Taking place in an alternate version of Europe before the start of the Great War. The first half of this novel is told through two parallel storylines. On one hand, we start off with young Austrian prince, Alex, who is roused from his bed in the dead of night by two of his father's loyal confidants, Master Klopp and Count Volger, after the assassination of his parents abroad. Then, there is the story of a young girl, Deryn, posing as a boy in order to enlist as a midshipmen in the British forces after her father's tragic death, fearing she may not be able to fulfill her dream due to her gender. The story delves into the lives of each teen as they are shaken from the remnants of their childhood and whisked into tumultuous lessons in adulthood and duty, as their respective countries prepare for war.

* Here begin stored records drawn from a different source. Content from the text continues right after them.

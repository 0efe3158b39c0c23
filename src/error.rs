//! Error types for netbox-export
//!
//! This module defines the error hierarchy for the whole crate.
//! All public APIs return `Result<T, Error>` where Error is defined here.

use thiserror::Error;

/// The main error type for netbox-export
#[derive(Error, Debug)]
pub enum Error {
    // ============================================================================
    // Configuration Errors
    // ============================================================================
    #[error("Configuration error: {message}")]
    Config { message: String },

    #[error("Missing required config field: {field}")]
    MissingConfigField { field: String },

    #[error("Invalid config value for '{field}': {message}")]
    InvalidConfigValue { field: String, message: String },

    #[error("Failed to parse YAML: {0}")]
    YamlParse(#[from] serde_yaml::Error),

    #[error("Failed to parse JSON: {0}")]
    JsonParse(#[from] serde_json::Error),

    // ============================================================================
    // Definition Errors
    // ============================================================================
    #[error("Invalid export definition '{path}': {message}")]
    InvalidDefinition { path: String, message: String },

    #[error("Unknown object type: {object_type}")]
    UnknownObjectType { object_type: String },

    // ============================================================================
    // HTTP Errors
    // ============================================================================
    #[error("HTTP request failed: {0}")]
    Http(#[from] reqwest::Error),

    #[error("HTTP {status}: {body}")]
    HttpStatus { status: u16, body: String },

    #[error("Request timeout after {timeout_ms}ms")]
    Timeout { timeout_ms: u64 },

    #[error("Invalid URL: {0}")]
    InvalidUrl(#[from] url::ParseError),

    // ============================================================================
    // Data Processing Errors
    // ============================================================================
    #[error("Failed to extract records from path '{path}': {message}")]
    RecordExtraction { path: String, message: String },

    #[error("Failed to decode response: {message}")]
    Decode { message: String },

    // ============================================================================
    // Output Errors
    // ============================================================================
    #[error("CSV error: {0}")]
    Csv(#[from] csv::Error),

    #[error("Output error: {message}")]
    Output { message: String },

    // ============================================================================
    // I/O Errors
    // ============================================================================
    #[error("IO error: {0}")]
    Io(#[from] std::io::Error),

    #[error("File not found: {path}")]
    FileNotFound { path: String },

    // ============================================================================
    // Generic Errors
    // ============================================================================
    #[error("{0}")]
    Other(String),

    #[error(transparent)]
    Anyhow(#[from] anyhow::Error),
}

impl Error {
    /// Create a config error
    pub fn config(message: impl Into<String>) -> Self {
        Self::Config {
            message: message.into(),
        }
    }

    /// Create a missing field error
    pub fn missing_field(field: impl Into<String>) -> Self {
        Self::MissingConfigField {
            field: field.into(),
        }
    }

    /// Create an invalid value error
    pub fn invalid_value(field: impl Into<String>, message: impl Into<String>) -> Self {
        Self::InvalidConfigValue {
            field: field.into(),
            message: message.into(),
        }
    }

    /// Create an invalid definition error
    pub fn definition(path: impl Into<String>, message: impl Into<String>) -> Self {
        Self::InvalidDefinition {
            path: path.into(),
            message: message.into(),
        }
    }

    /// Create an unknown object type error
    pub fn unknown_type(object_type: impl Into<String>) -> Self {
        Self::UnknownObjectType {
            object_type: object_type.into(),
        }
    }

    /// Create an HTTP status error
    pub fn http_status(status: u16, body: impl Into<String>) -> Self {
        Self::HttpStatus {
            status,
            body: body.into(),
        }
    }

    /// Create a decode error
    pub fn decode(message: impl Into<String>) -> Self {
        Self::Decode {
            message: message.into(),
        }
    }

    /// Create an output error
    pub fn output(message: impl Into<String>) -> Self {
        Self::Output {
            message: message.into(),
        }
    }

    /// Check if this error only affects the current object type.
    ///
    /// Skippable errors come from talking to the API. The exporter logs them
    /// and moves on to the next definition; anything else aborts the run.
    pub fn is_skippable(&self) -> bool {
        matches!(
            self,
            Error::Http(_)
                | Error::HttpStatus { .. }
                | Error::Timeout { .. }
                | Error::Decode { .. }
                | Error::RecordExtraction { .. }
                | Error::JsonParse(_)
                | Error::UnknownObjectType { .. }
        )
    }
}

/// Result type alias for netbox-export
pub type Result<T> = std::result::Result<T, Error>;

/// Extension trait for adding context to errors
pub trait ResultExt<T> {
    /// Add context to an error
    fn context(self, message: impl Into<String>) -> Result<T>;

    /// Add context with a closure (lazy evaluation)
    fn with_context<F: FnOnce() -> String>(self, f: F) -> Result<T>;
}

impl<T, E: Into<Error>> ResultExt<T> for std::result::Result<T, E> {
    fn context(self, message: impl Into<String>) -> Result<T> {
        self.map_err(|e| {
            let inner = e.into();
            Error::Other(format!("{}: {}", message.into(), inner))
        })
    }

    fn with_context<F: FnOnce() -> String>(self, f: F) -> Result<T> {
        self.map_err(|e| {
            let inner = e.into();
            Error::Other(format!("{}: {}", f(), inner))
        })
    }
}
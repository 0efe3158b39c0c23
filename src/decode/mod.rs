//! Response decoder module
//!
//! Parses NetBox list responses and pulls the record array out of them.

mod decoders;

pub use decoders::{DecodedPage, JsonDecoder};
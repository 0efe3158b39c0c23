//! Common types used throughout netbox-export
//!
//! Shared type aliases and small enums used across multiple modules.

use serde::{Deserialize, Serialize};
use std::collections::HashMap;

// ============================================================================
// Type Aliases
// ============================================================================

/// JSON value type (re-exported from serde_json)
pub type JsonValue = serde_json::Value;

/// JSON object type
pub type JsonObject = serde_json::Map<String, JsonValue>;

/// Generic key-value map with string keys and values
pub type StringMap = HashMap<String, String>;

/// One flattened output row, in column order
pub type Row = Vec<String>;

// ============================================================================
// Pagination Mode
// ============================================================================

/// How list endpoints are paged through
#[derive(
    Debug, Clone, Copy, PartialEq, Eq, Default, Serialize, Deserialize, clap::ValueEnum,
)]
#[serde(rename_all = "kebab-case")]
pub enum PaginationMode {
    /// Follow the `next` URL returned in each page body
    #[default]
    NextUrl,
    /// Compute `offset`/`limit` query parameters locally
    Offset,
}

impl std::fmt::Display for PaginationMode {
    fn fmt(&self, f: &mut std::fmt::Formatter<'_>) -> std::fmt::Result {
        match self {
            Self::NextUrl => write!(f, "next-url"),
            Self::Offset => write!(f, "offset"),
        }
    }
}
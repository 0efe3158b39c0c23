//! Definition loader module
//!
//! Parse export definitions from YAML files.
//!
//! # Overview
//!
//! Each file under the configuration directory describes one export:
//!
//! ```yaml
//! # conf/2-sites.yml
//! fields:
//!   - name
//!   - slug
//!   - region
//!   - tenant.slug
//!   - tags
//! ```
//!
//! The file name carries the run order and the object type:
//! `<N>-<object-type>.yml`.

mod parser;
mod types;

pub use parser::{
    discover_definitions, load_definition, load_definition_from_str, load_definitions,
    parse_definition_name,
};
pub use types::{DefinitionFile, ExportDefinition, IDENTIFIER_COLUMN};
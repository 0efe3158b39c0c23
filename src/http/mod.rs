//! HTTP client module
//!
//! Thin wrapper around reqwest for talking to the NetBox REST API.
//!
//! # Features
//!
//! - **Base URL joining**: relative API paths are resolved against the server URL
//! - **Authentication**: integration with the auth module
//! - **Status classification**: non-2xx responses become typed errors
//!
//! Requests are sent once. A failed request fails the current object type.

mod client;

pub use client::{HttpClient, HttpClientConfig, HttpClientConfigBuilder, RequestConfig};
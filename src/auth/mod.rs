//! Authentication module
//!
//! Supports the two NetBox API token schemes:
//! - legacy tokens sent as `Authorization: Token <key>`
//! - v2 tokens (`nbt_` prefix) sent as `Authorization: Bearer <key>`

mod authenticator;
mod types;

pub use authenticator::Authenticator;
pub use types::AuthConfig;
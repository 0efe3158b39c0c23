//! CLI module
//!
//! Command-line interface for exporting NetBox data.
//!
//! # Commands
//!
//! - `export` - Export every definition to CSV (default when no command is given)
//! - `check` - Test the connection to NetBox
//! - `validate` - Check definition files without touching the network
//! - `types` - List the built-in object types

mod commands;
mod runner;

pub use commands::{Cli, Commands};
pub use runner::{validate_definitions, Runner, ValidationEntry};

The instruments of war is where the "steampunk" element comes into play. On Alex's side are the Clankers, as Germany and Austria have adopted a very industrial mode of war machines, with two-legged tanks and monstrously huge, spider-legged machines that could be described as land-based battleships. Anything with wheels or treads is relegated to the farmers and lower classes. On Deryn's side are the Darwinists and their genetically manipulated vehicles and weapons. The discovery and exploitation of animal DNA has enabled the Darwinists to use the "life threads" of assorted creatures to build alternative forms of transportation and weaponry, including hot-air balloons derived from jellyfish DNA, and a huge airship called Leviathan that's reminiscent of a giant whale with an entire ecosystem regulating it. Thanks to the interspersed artwork of Keith Thompson complimenting the vivid descriptions of Westerfeld, the eye candy is plentiful from both the Clankers and the Darwinists.
Aside from the window dressing, however, there is an engrossing story taking place inside this book's pages--two actually since it takes almost half the book before Alex and Deryn even cross paths, and when they do it's in a big way. Alex is on the run from the Clankers, as he's the loose string that could threaten the German/Austrian alliance against the Darwinists. While Deryn finds herself in battle at the same time she's trying to keep her true identity a secret from her shipmates and superiors. And when the two teens do finally meet, they could inadvertently plunge the whole continent into war before any side is truly prepared.
For what's listed as young adult, this novel is fairly mature, though not so much that it should deter parents from letting their kids read it. There is some grade-A imagination at work, and it's worth the read just to soak in all that eye candy I referred to earlier. I found this book good enough for me to look forward to the next installment, as well to take Westerfeld's Uglies series for a spin to see how that fares.